> _Exercise directions_
Extract all records. Keep each one exact.

> _Raw data_
——————

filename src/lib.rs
pub mod orchestra;
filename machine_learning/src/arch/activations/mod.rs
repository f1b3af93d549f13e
mod act_fn;
mod relu;

pub use act_fn::ActFn;
pub use relu::Relu;
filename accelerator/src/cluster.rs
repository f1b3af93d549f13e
use log::debug;
use rayon::{ThreadPool, ThreadPoolBuilder};

use crate::{
    error::{AcceleratorErr, Result},
    resolver::ClusterSpec,
    strategy::ReplicaStrategy,
};

/// A connected, not yet initialized, cluster of replicas.
///
/// Every replica is a dedicated thread of the cluster's pool.
#[derive(Debug)]
pub struct Cluster {
    spec: ClusterSpec,
    pool: ThreadPool,
}

impl Cluster {
    /// Connects to the cluster described by `spec`, spawning one named thread per replica.
    ///
    /// # Returns
    /// The connected cluster or an error if the replicas couldn't be started.
    pub fn connect(spec: ClusterSpec) -> Result<Self> {
        let pool = ThreadPoolBuilder::new()
            .num_threads(spec.replicas.get())
            .thread_name(|i| format!("replica-{i}"))
            .build()
            .map_err(|e| AcceleratorErr::Connect(e.to_string()))?;

        debug!("connected to {} replicas", spec.replicas);
        Ok(Self { spec, pool })
    }

    /// Initializes the replica runtime. Consuming the cluster makes this happen only once.
    ///
    /// Every replica must answer a broadcast with its own index.
    ///
    /// # Returns
    /// The strategy for the cluster or an error if the replicas don't match the spec.
    pub fn initialize(self) -> Result<ReplicaStrategy> {
        let expected: Vec<_> = (0..self.spec.replicas.get()).collect();
        let got = self.pool.broadcast(|ctx| ctx.index());

        if got != expected {
            return Err(AcceleratorErr::RuntimeMismatch { expected, got });
        }

        Ok(ReplicaStrategy::new(self.spec, self.pool))
    }
}

#[cfg(test)]
mod tests {
    use std::num::NonZeroUsize;

    use super::*;

    #[test]
    fn every_replica_answers_with_its_index() {
        let spec = ClusterSpec {
            name: "local".to_string(),
            replicas: NonZeroUsize::new(4).unwrap(),
        };

        let cluster = Cluster::connect(spec).unwrap();
        let strategy = cluster.initialize().unwrap();
        assert_eq!(strategy.num_replicas_in_sync(), 4);
        assert_eq!(strategy.cluster_name(), "local");
    }
}
use ndarray::{Array1, Array4, Axis};

use crate::{MlErr, Result};

/// A batch of channels-last images `(n, h, w, c)` with their class labels `(n,)`.
#[derive(Clone, Debug, PartialEq)]
pub struct Batch {
    pub images: Array4<f32>,
    pub labels: Array1<usize>,
}

impl Batch {
    /// Creates a new `Batch`, checking that there's one label per image.
    pub fn new(images: Array4<f32>, labels: Array1<usize>) -> Result<Self> {
        if images.len_of(Axis(0)) != labels.len() {
            return Err(MlErr::SizeMismatch {
                what: "batch labels",
                got: labels.len(),
                expected: images.len_of(Axis(0)),
            });
        }

        Ok(Self { images, labels })
    }

    pub fn len(&self) -> usize {
        self.labels.len()
    }

    pub fn is_empty(&self) -> bool {
        self.labels.is_empty()
    }
}

/// A finite, restartable source of batches.
pub trait BatchSource {
    /// Starts a new pass over the data.
    fn epoch(&self) -> Box<dyn Iterator<Item = Batch> + '_>;

    /// The amount of batches every pass yields.
    fn num_batches(&self) -> usize;
}
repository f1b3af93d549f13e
use accelerated_training::orchestra::{LogObserver, Orchestrator, RunConfig};
use accelerator::LocalClusterResolver;
use datasets::MnistIdxProvider;
use env_logger::Env;
use log::info;

fn main() -> anyhow::Result<()> {
    env_logger::Builder::from_env(Env::default().default_filter_or("info")).init();

    let config = RunConfig::default();
    info!("reading {} from {}", config.dataset, config.data_dir.display());

    let resolver = LocalClusterResolver::new(config.replicas);
    let provider = MnistIdxProvider::new(&config.data_dir);

    let mut orchestrator = Orchestrator::new(config, LogObserver);
    let report = orchestrator.run(&resolver, &provider)?;

    if let Some((loss, accuracy)) = report.evaluation {
        println!("test loss: {loss:.4}, test accuracy: {accuracy:.4}");
    }

    Ok(())
}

——————

> _Written solution_
filename src/lib.rs
pub mod orchestra;
filename machine_learning/src/arch/activations/mod.rs
repository f1b3af93d549f13e
mod act_fn;
mod relu;

pub use act_fn::ActFn;
pub use relu::Relu;
filename accelerator/src/cluster.rs
repository f1b3af93d549f13e
use log::debug;
use rayon::{ThreadPool, ThreadPoolBuilder};

use crate::{
    error::{AcceleratorErr, Result},
    resolver::ClusterSpec,
    strategy::ReplicaStrategy,
};

/// A connected, not yet initialized, cluster of replicas.
///
/// Every replica is a dedicated thread of the cluster's pool.
#[derive(Debug)]
pub struct Cluster {
    spec: ClusterSpec,
    pool: ThreadPool,
}

impl Cluster {
    /// Connects to the cluster described by `spec`, spawning one named thread per replica.
    ///
    /// # Returns
    /// The connected cluster or an error if the replicas couldn't be started.
    pub fn connect(spec: ClusterSpec) -> Result<Self> {
        let pool = ThreadPoolBuilder::new()
            .num_threads(spec.replicas.get())
            .thread_name(|i| format!("replica-{i}"))
            .build()
            .map_err(|e| AcceleratorErr::Connect(e.to_string()))?;

        debug!("connected to {} replicas", spec.replicas);
        Ok(Self { spec, pool })
    }

    /// Initializes the replica runtime. Consuming the cluster makes this happen only once.
    ///
    /// Every replica must answer a broadcast with its own index.
    ///
    /// # Returns
    /// The strategy for the cluster or an error if the replicas don't match the spec.
    pub fn initialize(self) -> Result<ReplicaStrategy> {
        let expected: Vec<_> = (0..self.spec.replicas.get()).collect();
        let got = self.pool.broadcast(|ctx| ctx.index());

        if got != expected {
            return Err(AcceleratorErr::RuntimeMismatch { expected, got });
        }

        Ok(ReplicaStrategy::new(self.spec, self.pool))
    }
}

#[cfg(test)]
mod tests {
    use std::num::NonZeroUsize;

    use super::*;

    #[test]
    fn every_replica_answers_with_its_index() {
        let spec = ClusterSpec {
            name: "local".to_string(),
            replicas: NonZeroUsize::new(4).unwrap(),
        };

        let cluster = Cluster::connect(spec).unwrap();
        let strategy = cluster.initialize().unwrap();
        assert_eq!(strategy.num_replicas_in_sync(), 4);
        assert_eq!(strategy.cluster_name(), "local");
    }
}
use ndarray::{Array1, Array4, Axis};

use crate::{MlErr, Result};

/// A batch of channels-last images `(n, h, w, c)` with their class labels `(n,)`.
#[derive(Clone, Debug, PartialEq)]
pub struct Batch {
    pub images: Array4<f32>,
    pub labels: Array1<usize>,
}

impl Batch {
    /// Creates a new `Batch`, checking that there's one label per image.
    pub fn new(images: Array4<f32>, labels: Array1<usize>) -> Result<Self> {
        if images.len_of(Axis(0)) != labels.len() {
            return Err(MlErr::SizeMismatch {
                what: "batch labels",
                got: labels.len(),
                expected: images.len_of(Axis(0)),
            });
        }

        Ok(Self { images, labels })
    }

    pub fn len(&self) -> usize {
        self.labels.len()
    }

    pub fn is_empty(&self) -> bool {
        self.labels.is_empty()
    }
}

/// A finite, restartable source of batches.
pub trait BatchSource {
    /// Starts a new pass over the data.
    fn epoch(&self) -> Box<dyn Iterator<Item = Batch> + '_>;

    /// The amount of batches every pass yields.
    fn num_batches(&self) -> usize;
}
repository f1b3af93d549f13e
use accelerated_training::orchestra::{LogObserver, Orchestrator, RunConfig};
use accelerator::LocalClusterResolver;
use datasets::MnistIdxProvider;
use env_logger::Env;
use log::info;

fn main() -> anyhow::Result<()> {
    env_logger::Builder::from_env(Env::default().default_filter_or("info")).init();

    let config = RunConfig::default();
    info!("reading {} from {}", config.dataset, config.data_dir.display());

    let resolver = LocalClusterResolver::new(config.replicas);
    let provider = MnistIdxProvider::new(&config.data_dir);

    let mut orchestrator = Orchestrator::new(config, LogObserver);
    let report = orchestrator.run(&resolver, &provider)?;

    if let Some((loss, accuracy)) = report.evaluation {
        println!("test loss: {loss:.4}, test accuracy: {accuracy:.4}");
    }

    Ok(())
}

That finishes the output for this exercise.